L’ex-premier ministre Stephen Harper a décrété qu’il n’était pas question de taxer les distributeurs par internet. «Sauf s’ils sont canadiens», aurait-il dû ajouter, puisque c’est actuellement le cas. Nos distributeurs par internet doivent donc se battre contre leurs concurrents étrangers, une main attachée dans le dos.

Pour le moment, même si la plupart des pays se demandent comment réagir à l’égard des distributeurs par internet, seul le Danemark a conclu qu’il ne faut pas les taxer. Comme Harper.
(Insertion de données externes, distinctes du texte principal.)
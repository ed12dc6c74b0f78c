//! App orchestration.
//!
//! Wires the configured adapters into a [`Dashboard`] and drives it from a
//! refresh timer, interactive commands and a shutdown signal.

use std::sync::Arc;
use std::time::Duration;

use tokio::io::{AsyncBufReadExt, BufReader};
use tokio::sync::{mpsc, watch};
use tokio::time::MissedTickBehavior;
use tracing::{debug, info, warn};

use super::command::Command;
use super::config::Config;
use super::dashboard::{CycleData, Dashboard, RefreshOutcome, Sources};
use super::sequencer::Ticket;
use crate::adapter::catalog::{
    CachedCatalogSource, FileCatalogSource, FileCatalogStore, HttpCatalogSource,
};
use crate::adapter::hypixel::BazaarClient;
use crate::error::Result;
use crate::port::{CatalogSource, Presenter};

/// Main application struct.
pub struct App;

impl App {
    /// Run the polling dashboard until quit or Ctrl-C.
    ///
    /// Commands are read line by line from stdin.
    pub async fn run<P: Presenter>(config: Config, presenter: P) -> Result<()> {
        let sources = build_sources(&config)?;
        let dashboard = Dashboard::new(sources, presenter, &config);

        let (command_tx, command_rx) = mpsc::channel(16);
        spawn_command_reader(command_tx);

        let (shutdown_tx, shutdown_rx) = watch::channel(false);
        tokio::spawn(async move {
            if tokio::signal::ctrl_c().await.is_ok() {
                let _ = shutdown_tx.send(true);
            }
        });

        info!(
            mode = %config.dashboard.mode,
            interval_secs = config.market.poll_interval_secs,
            "Dashboard started"
        );

        Self::drive(
            dashboard,
            config.market.poll_interval(),
            command_rx,
            shutdown_rx,
        )
        .await;

        info!("Dashboard stopped");
        Ok(())
    }

    /// Fetch once, render once, and hand the presenter back.
    pub async fn scan<P: Presenter>(config: Config, presenter: P) -> Result<P> {
        let sources = build_sources(&config)?;
        let mut dashboard = Dashboard::new(sources, presenter, &config);

        match dashboard.refresh().await {
            RefreshOutcome::Degraded { opportunities } => {
                warn!(opportunities, "Scan completed with missing data");
            }
            outcome => debug!(?outcome, "Scan completed"),
        }

        Ok(dashboard.into_presenter())
    }

    /// Event loop: one timer, one command stream, one shutdown signal.
    ///
    /// The first tick fires immediately. Ticks that arrive while a fetch is
    /// still in flight are skipped; a `Refresh` command always issues a new
    /// fetch and the older one's result is discarded when it lands.
    pub async fn drive<P: Presenter>(
        mut dashboard: Dashboard<P>,
        poll_interval: Duration,
        mut commands: mpsc::Receiver<Command>,
        mut shutdown: watch::Receiver<bool>,
    ) -> Dashboard<P> {
        let (done_tx, mut done_rx) = mpsc::channel::<(Ticket, CycleData)>(4);

        let mut ticker = tokio::time::interval(poll_interval);
        ticker.set_missed_tick_behavior(MissedTickBehavior::Skip);

        let mut commands_open = true;

        loop {
            tokio::select! {
                result = shutdown.changed() => {
                    match result {
                        Ok(()) => {
                            if *shutdown.borrow() {
                                info!("Shutdown signal received");
                                break;
                            }
                        }
                        Err(_) => {
                            info!("Shutdown channel closed");
                            break;
                        }
                    }
                }
                _ = ticker.tick() => {
                    if dashboard.in_flight() {
                        debug!("Refresh still in flight, skipping tick");
                        continue;
                    }
                    spawn_refresh(&mut dashboard, &done_tx);
                }
                Some((ticket, data)) = done_rx.recv() => {
                    dashboard.complete_refresh(ticket, data);
                }
                command = commands.recv(), if commands_open => {
                    match command {
                        Some(Command::Toggle) => {
                            dashboard.toggle_mode();
                        }
                        Some(Command::Select(mode)) => {
                            dashboard.select_mode(mode);
                        }
                        Some(Command::Refresh) => {
                            spawn_refresh(&mut dashboard, &done_tx);
                            ticker.reset();
                        }
                        Some(Command::Quit) => {
                            info!("Quit requested");
                            break;
                        }
                        None => {
                            debug!("Command input closed");
                            commands_open = false;
                        }
                    }
                }
            }
        }

        dashboard
    }
}

/// Build the market and catalog sources from configuration.
pub fn build_sources(config: &Config) -> Result<Sources> {
    let timeout = config.market.request_timeout();
    let market = Arc::new(BazaarClient::new(config.market.api_url.clone(), timeout)?);

    let catalog: Arc<dyn CatalogSource> = if config.catalog.is_remote() {
        with_cache(HttpCatalogSource::new(&config.catalog.location, timeout)?, config)
    } else {
        with_cache(FileCatalogSource::new(&config.catalog.location), config)
    };

    Ok(Sources::new(market, catalog))
}

fn with_cache<S>(source: S, config: &Config) -> Arc<dyn CatalogSource>
where
    S: CatalogSource + 'static,
{
    if !config.catalog.cache_enabled {
        return Arc::new(source);
    }

    let path = config
        .catalog
        .cache_path
        .clone()
        .or_else(FileCatalogStore::default_path);

    match path {
        Some(path) => {
            debug!(path = %path.display(), "Catalog cache enabled");
            Arc::new(CachedCatalogSource::new(
                source,
                FileCatalogStore::new(path),
                config.catalog.max_age(),
            ))
        }
        None => {
            warn!("No cache directory available, catalog cache disabled");
            Arc::new(source)
        }
    }
}

fn spawn_refresh<P: Presenter>(
    dashboard: &mut Dashboard<P>,
    done: &mpsc::Sender<(Ticket, CycleData)>,
) {
    let pending = dashboard.begin_refresh();
    let sources = dashboard.sources().clone();
    let done = done.clone();

    tokio::spawn(async move {
        let data = sources.fetch(pending.with_catalog).await;
        if done.send((pending.ticket, data)).await.is_err() {
            debug!(
                ticket = pending.ticket.value(),
                "Dashboard gone, dropping refresh result"
            );
        }
    });
}

/// Read commands from stdin until EOF.
fn spawn_command_reader(commands: mpsc::Sender<Command>) {
    tokio::spawn(async move {
        let mut lines = BufReader::new(tokio::io::stdin()).lines();
        loop {
            match lines.next_line().await {
                Ok(Some(line)) => match Command::parse(&line) {
                    Some(command) => {
                        if commands.send(command).await.is_err() {
                            break;
                        }
                    }
                    None => warn!(input = %line.trim(), "Unknown command"),
                },
                Ok(None) => break,
                Err(e) => {
                    warn!(error = %e, "Failed to read command input");
                    break;
                }
            }
        }
    });
}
PAUVRES DISTRIBUTEURS LOCAUX

En France, en Espagne et en Angleterre, c’est comme chez nous, on les taxe, mais seulement s’ils sont du pays! Étant étrangers, Neflix, Apple, Amazon et YouTube s’en tirent sans un sou de taxe ou d’impôt. Malgré l’opposition du Danemark, l’Union européenne envisage d’obliger tous ses pays membres à imposer une taxe aux abonnés des distributeurs par internet, que ceux-ci soient étrangers ou non. Depuis le référendum en Angleterre, l’Union a sûrement des chats plus importants à fouetter.

S’il faut un ou plusieurs permis pour exploiter un restaurant ou un simple «stand à patates frites», on n’a besoin d’aucun permis pour lancer un «petit» commerce comme Netflix ou Apple TV. Les Français, les Britanniques et les Espagnols obligent seulement ceux qui projettent de le faire de signaler leur intention. Rien de plus contraignant.

TOUT UN DILEMME

Dans les mois qui viennent, la ministre Mélanie Joly devra décider ce qu’elle entend faire de ces distributeurs étrangers privilégiés. Comment pourra-t-elle se faire une tête? La plupart des pays hésitent entre une simple taxe de vente aux abonnés, l’obligation pour les distributeurs d’un certain pourcentage de contenu local ou... rien du tout. Le chemin le plus facile pour rendre justice aux distributeurs locaux serait de les exempter de la taxe de vente. Comme cela ferait moins de vagues que taxer les distributeurs étrangers, c’est bien possible qu’on s’y résigne.

Quant à les forcer à offrir un pourcentage de contenu canadien, je ne vois pas comment le CRTC pourrait faire respecter cette obligation. Netflix et ses semblables n’ont guère de respect pour notre organisme de réglementation. Quant à nos gouvernements, ils n’arrivent même pas à percevoir d’impôt sur les profits que les distributeurs étrangers font au Canada. Leurs revenus bruts annuels atteindront pourtant 1 milliard $ d’ici à un an ou deux.

Pourquoi, à l’époque, des entrepreneurs comme Ted Rogers, Pierre-Karl Péladeau ou d’autres visionnaires de leur trempe n’ont-ils pas pensé créer un Netflix et un Apple TV? On ne saurait peut-être pas davantage comment les taxer, mais au moins les beaux dollars des abonnés enrichiraient des Canadiens!

TÉLÉPENSÉE DU JOUR

Demain, le Canada aura 149 ans. Selon toute apparence, il devrait se rendre à 150 ans, mais n’allons pas trop vite!